Will you have any other time commitments, such as school work, another job, planned vacation, etc, during the duration of the program?

I have recently started working as a Software Engineer (post my graduation in 2021). However, I have been accepted into a University in the United States for my Master's in Computer Science. Therefore, I would be available for the entirety of the program, except for one week (August 1st, 2022 to August 7th, 2022), when I would be busy with my relocation. Neither my job nor my relocation would affect, in any way, my ability to contribute to the program.

We advise all candidates eligible for Google Summer of Code and Outreachy to apply for both programs. Are you planning to apply to both programs and, if so, with what organization(s)?

I am only applying through the Google Summer of Code program.

What does making this project happen mean to you?

Wikimedia's mission is to bring free education to the world, a mission that deeply resonates with me. This opportunity allows me to directly improve this system while being able to learn new technologies, build critical infrastructure, and network with people who also share this vision. Specific to this project, I would be able to put my data science skills to good use by enabling users to understand the impact of various campaigns which translates to a more efficient financial expenditure to grow this community. This is also my gateway to start contributing to open source.

Past Experience

Describe any relevant projects that you've worked on previously and what knowledge you gained from working on them.
Web development

Throughout my undergraduate years, I was involved with projects in web development that enabled me to build solutions that had an immediate impact. Some of the projects include the 'Faculty Dashboard' built using ReachJS that aims to solve the need for a centralized portal for the faculty of my institution, and the 'Voice-based transport inquiry system' built using Java SpringMVC that features an inbuilt voice IO system. I have also worked on Python-based web frameworks like Flask to build quick applications for deploying stats visualizations, running cron jobs, and hosting machine learning models.

Links to applications that are hosted at the moment

Data Science

I have hands-on experience working on a range of projects that utilize data science concepts clustering, hypothesis testing, ranking, regression, and SVM as part of my "Fundamentals of Data Science" course I attended in my college. As part of the course, I got to work with tools like Numpy, Pandas, Matplotlib, Seaborn, Plotly, and Bokeh, allowing me to quickly ramp up to Wikimedia's development ecosystem.

Big data

Through the "Big Data" course I attended in my college and as part of working as a Software Engineer in a huge organization, I got the opportunity to explore and work on big data tools in the Apache Hadoop ecosystem such as MapReduce, Hive, and Pig.

Databases

I have extensively used a variety of diverse databases like MySQL, MongoDB, Aurora RDS, DynamoDB, Cassandra, and Google BigQuery.
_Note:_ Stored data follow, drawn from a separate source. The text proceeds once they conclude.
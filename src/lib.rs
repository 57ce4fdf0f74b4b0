// Core modules
pub mod config;
pub mod error;
pub mod indicators;
pub mod models;
pub mod strategy;
pub mod synthetic;

// Re-export commonly used types
pub use config::EngineConfig;
pub use error::IndicatorError;
pub use models::*;

// Error handling
pub type Result<T> = std::result::Result<T, IndicatorError>;
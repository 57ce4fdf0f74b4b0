// Technical indicators module
// Implements SMA, EMA, MACD, RSI, Bollinger Bands and KDJ over aligned series

pub mod bollinger;
pub mod kdj;
pub mod macd;
pub mod moving_average;
pub mod rsi;
pub mod streaming;
pub mod validation;

pub use bollinger::{calculate_bollinger_bands, calculate_bollinger_bands_default};
pub use kdj::{calculate_kdj, calculate_kdj_strict};
pub use macd::{calculate_macd, calculate_macd_default};
pub use moving_average::{calculate_ema, calculate_sma};
pub use rsi::calculate_rsi;
pub use streaming::{
    HighLowClose, KdjValue, StreamingEma, StreamingIndicator, StreamingKdj, StreamingRsi,
    StreamingSma,
};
I believe that these experiences would enable me to transition smoothly into the MariaDB ecosystem here at Wikimedia.

Other - Competitions

My efforts in a diverse set of projects are complemented by my involvement in hackathons and competitions. I have participated in numerous Kaggle competitions, securing multiple medals to rank among the top 200 globally. I have also participated in CTF contests where my team ranked top 100 nationally for two consecutive years.

Describe any open source projects you have contributed to as a user and contributor

While I have a good number of "open-sourced" projects under my belt such as "license plate detection", "voice-based ticket booking system", and "COVID-19 tracker", I do not have first-hand experience contributing to an external open-source project. I believe that this program would be a good starter for just that. Moreover, through this program, I can build valuable connections in the community and get into active open-source participation and contribution.

Other Information

Pre-requisites for the project
Microtasks

Completed both the microtasks assigned to evaluate my candidacy for this project and got them approved by the mentor.

Event Timeline

akashsuper2000 renamed this task from Insert project title here to GSoC 2022: Campaigns Retention Metrics Dashboard.Apr 15 2022, 5:55 PM
akashsuper2000 updated the task description. (Show Details)
akashsuper2000 set the point value for this task to 350.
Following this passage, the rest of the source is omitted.